Data for review START

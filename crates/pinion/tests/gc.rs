//! Collector behavior observable through the embedding surface.

use std::cell::Cell;
use std::rc::Rc;

use pinion::{Config, Context, ExcType};

fn context() -> Context {
    Context::new(Config::default()).expect("context creation")
}

#[test]
fn unreachable_cycles_are_collected() {
    let mut ctx = context();
    ctx.collect_garbage();
    let baseline = ctx.live_objects();

    let program = ctx
        .compile("a = []\na.append(a)\nb = {}\nb['self'] = b\na = None\nb = None", "__main__")
        .expect("compile");
    ctx.invoke(program, &[], &[]).expect("run");
    ctx.collect_garbage();

    // The cycle and the scratch objects are gone; only the two global
    // cells (now holding None) and interned leftovers may remain.
    assert!(
        ctx.live_objects() <= baseline + 4,
        "live {} vs baseline {}",
        ctx.live_objects(),
        baseline
    );
}

#[test]
fn protect_pins_values_across_collections() {
    let mut ctx = context();
    let s = ctx.str_value("pinned").expect("alloc");
    ctx.protect(s);
    ctx.collect_garbage();
    assert_eq!(ctx.as_str(s).as_deref(), Some("pinned"));

    let before = ctx.live_objects();
    ctx.unprotect(s);
    ctx.collect_garbage();
    assert!(ctx.live_objects() < before);
}

#[test]
fn finalizers_run_when_objects_die() {
    let mut ctx = context();
    let ran = Rc::new(Cell::new(false));
    let list = ctx.new_list(&[]).expect("alloc");
    let flag = ran.clone();
    ctx.set_finalizer(list, Box::new(move || flag.set(true)));

    ctx.protect(list);
    ctx.collect_garbage();
    assert!(!ran.get());

    ctx.unprotect(list);
    ctx.collect_garbage();
    assert!(ran.get());
}

#[test]
fn finalizers_run_at_teardown() {
    let ran = Rc::new(Cell::new(false));
    {
        let mut ctx = context();
        let list = ctx.new_list(&[]).expect("alloc");
        let flag = ran.clone();
        ctx.set_finalizer(list, Box::new(move || flag.set(true)));
        ctx.protect(list);
    }
    assert!(ran.get());
}

#[test]
fn globals_survive_collections() {
    let mut ctx = context();
    let program = ctx
        .compile("words = ['keep', 'these']", "__main__")
        .expect("compile");
    ctx.invoke(program, &[], &[]).expect("run");
    ctx.collect_garbage();
    ctx.collect_garbage();
    let check = ctx
        .compile("print_target = words[0] + words[1]", "__main__")
        .expect("compile");
    ctx.invoke(check, &[], &[]).expect("run");
    let v = ctx.get_global("__main__", "print_target").expect("global");
    assert_eq!(ctx.as_str(v).as_deref(), Some("keepthese"));
}

#[test]
fn allocation_cap_raises_the_preallocated_memory_error() {
    // Measure a bootstrapped context, then build one with just enough
    // headroom that user code runs out quickly.
    let baseline = {
        let mut ctx = context();
        ctx.collect_garbage();
        ctx.live_objects()
    };
    let mut ctx = Context::new(Config {
        max_alloc: Some(baseline + 60),
        ..Config::default()
    })
    .expect("context creation");
    let program = ctx
        .compile("x = []\nwhile True:\n    x.append([1])", "__main__")
        .expect("compile");
    let exc = ctx.invoke(program, &[], &[]).expect_err("expected OOM");
    assert_eq!(exc.kind(), Some(ExcType::MemoryError));
}

#[test]
fn collections_triggered_by_allocation_keep_live_data() {
    let mut ctx = context();
    // Churn through far more garbage than the trigger threshold while
    // keeping one accumulating list live.
    let program = ctx
        .compile(
            "keep = []\nfor i in range(500):\n    tmp = [i, [i], {'i': i}]\n    keep.append(i)\nprint_len = len(keep)",
            "__main__",
        )
        .expect("compile");
    ctx.invoke(program, &[], &[]).expect("run");
    let v = ctx.get_global("__main__", "print_len").expect("global");
    assert_eq!(ctx.as_int(v), Some(500));
}
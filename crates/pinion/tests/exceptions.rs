//! Exception propagation, handler matching, and finally semantics.

use pinion::{CollectStringPrint, Config, Context, ExcType};

fn run(src: &str) -> String {
    let print = CollectStringPrint::new();
    let output = print.handle();
    let mut ctx = Context::new(Config {
        print: Box::new(print),
        ..Config::default()
    })
    .expect("context creation");
    let program = ctx.compile(src, "__main__").expect("compile");
    ctx.invoke(program, &[], &[]).expect("run");
    let result = output.borrow().clone();
    result
}

fn run_err(src: &str) -> pinion::Exception {
    let mut ctx = Context::new(Config::default()).expect("context creation");
    let program = ctx.compile(src, "__main__").expect("compile");
    ctx.invoke(program, &[], &[]).expect_err("expected failure")
}

#[test]
fn finally_runs_before_return() {
    assert_eq!(
        run("def f():\n    try: return 1\n    finally: print('f')\nprint(f())"),
        "f\n1\n"
    );
}

#[test]
fn handler_priority() {
    assert_eq!(
        run("try: raise KeyError('k')\nexcept LookupError as e: print('caught', e)\nexcept: print('default')"),
        "caught k\n"
    );
}

#[test]
fn default_handler_catches_everything() {
    assert_eq!(
        run("try: raise ValueError('v')\nexcept KeyError: print('key')\nexcept: print('default')"),
        "default\n"
    );
}

#[test]
fn finally_runs_on_every_exit() {
    // Normal exit.
    assert_eq!(
        run("try: print('body')\nfinally: print('fin')"),
        "body\nfin\n"
    );
    // Exception exit.
    assert_eq!(
        run("try:\n    try: raise ValueError('x')\n    finally: print('fin')\nexcept ValueError: print('caught')"),
        "fin\ncaught\n"
    );
    // Break exit.
    assert_eq!(
        run("for i in range(3):\n    try:\n        if i == 1: break\n        print(i)\n    finally:\n        print('fin')"),
        "0\nfin\nfin\n"
    );
    // Continue exit.
    assert_eq!(
        run("for i in range(2):\n    try:\n        continue\n    finally:\n        print('fin', i)"),
        "fin 0\nfin 1\n"
    );
}

#[test]
fn finally_runs_exactly_once_per_entry() {
    assert_eq!(
        run("def f(n):\n    try:\n        if n: return 'r'\n        raise ValueError('v')\n    finally:\n        print('fin')\ntry: f(0)\nexcept ValueError: pass\nprint(f(1))"),
        "fin\nfin\nr\n"
    );
}

#[test]
fn nested_finally_order() {
    assert_eq!(
        run("def f():\n    try:\n        try:\n            return 1\n        finally:\n            print('inner')\n    finally:\n        print('outer')\nprint(f())"),
        "inner\nouter\n1\n"
    );
}

#[test]
fn except_runs_then_finally() {
    assert_eq!(
        run("try:\n    raise ValueError('x')\nexcept ValueError:\n    print('handler')\nfinally:\n    print('fin')"),
        "handler\nfin\n"
    );
}

#[test]
fn raise_inside_handler_reaches_outer_try() {
    assert_eq!(
        run("try:\n    try:\n        raise ValueError('a')\n    except ValueError:\n        raise KeyError('b')\nexcept KeyError as e:\n    print('outer', e)"),
        "outer b\n"
    );
}

#[test]
fn bare_raise_reraises() {
    assert_eq!(
        run("try:\n    try:\n        raise ValueError('v')\n    except ValueError:\n        print('first')\n        raise\nexcept ValueError as e:\n    print('second', e)"),
        "first\nsecond v\n"
    );
}

#[test]
fn raising_a_class_instantiates_it() {
    assert_eq!(
        run("try: raise ValueError\nexcept ValueError: print('ok')"),
        "ok\n"
    );
}

#[test]
fn raising_a_non_exception_is_a_type_error() {
    assert_eq!(
        run("try: raise 3\nexcept TypeError: print('bad raise')"),
        "bad raise\n"
    );
}

#[test]
fn user_exception_classes() {
    let src = "\
class AppError(Exception):
    pass
class NotFound(AppError):
    pass
try:
    raise NotFound('missing thing')
except AppError as e:
    print('app', e)
";
    assert_eq!(run(src), "app missing thing\n");
}

#[test]
fn stop_iteration_is_consumed_by_loops() {
    let src = "\
class Three:
    def __iter__(self): self.i = 0; return self
    def __next__(self):
        if self.i == 3: raise StopIteration
        self.i += 1
        return self.i
for v in Three():
    print(v)
";
    assert_eq!(run(src), "1\n2\n3\n");
}

#[test]
fn uncaught_exception_surfaces_with_kind() {
    let exc = run_err("raise ValueError('boom')");
    assert_eq!(exc.kind(), Some(ExcType::ValueError));
    assert_eq!(exc.type_name(), "ValueError");
    assert_eq!(exc.message(), Some("boom"));
}

#[test]
fn traceback_names_frames_and_lines() {
    let exc = run_err("def inner():\n    raise ValueError('deep')\ndef outer():\n    return inner()\nouter()");
    let tb = exc.traceback();
    assert!(tb.starts_with("Traceback (most recent call last):"), "{tb}");
    assert!(tb.contains("Function outer()"), "{tb}");
    assert!(tb.contains("Function inner()"), "{tb}");
    assert!(tb.contains("raise ValueError('deep')"), "{tb}");
    assert!(tb.trim_end().ends_with("ValueError: deep"), "{tb}");
    // Innermost frame last.
    let outer_at = tb.find("outer()").expect("outer frame");
    let inner_at = tb.find("inner()").expect("inner frame");
    assert!(outer_at < inner_at, "{tb}");
}

#[test]
fn system_exit_is_distinguished() {
    let exc = run_err("exit()");
    assert!(exc.is_system_exit());
}

#[test]
fn current_exception_is_queryable() {
    let mut ctx = Context::new(Config::default()).expect("context creation");
    let program = ctx.compile("raise KeyError('gone')", "__main__").expect("compile");
    assert!(ctx.invoke(program, &[], &[]).is_err());
    assert!(ctx.current_exception().is_some());
    let tb = ctx.traceback_string().expect("traceback");
    assert!(tb.contains("KeyError"), "{tb}");
    ctx.clear_exception();
    assert!(ctx.current_exception().is_none());
}

#[test]
fn name_errors() {
    assert_eq!(
        run("try: missing\nexcept NameError as e: print('name', e)"),
        "name name 'missing' is not defined\n"
    );
    assert_eq!(
        run("def f():\n    return missing_global\ntry: f()\nexcept NameError: print('name')"),
        "name\n"
    );
}

#[test]
fn syntax_error_on_compile() {
    let mut ctx = Context::new(Config::default()).expect("context creation");
    let exc = ctx
        .compile("if x\n    pass", "__main__")
        .expect_err("expected syntax error");
    assert_eq!(exc.kind(), Some(ExcType::SyntaxError));
    let frame = &exc.frames()[0];
    assert!(frame.is_syntax);
    assert_eq!(frame.line, 1);
}

#[test]
fn finally_return_overrides_pending_exception() {
    assert_eq!(
        run("def f():\n    try:\n        raise ValueError('x')\n    finally:\n        return 'swallowed'\nprint(f())"),
        "swallowed\n"
    );
}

Data for review END

*Work item*. Go through the material above and state how many lines hold the word "output". Give only the number.

*Response to this exercise*. 2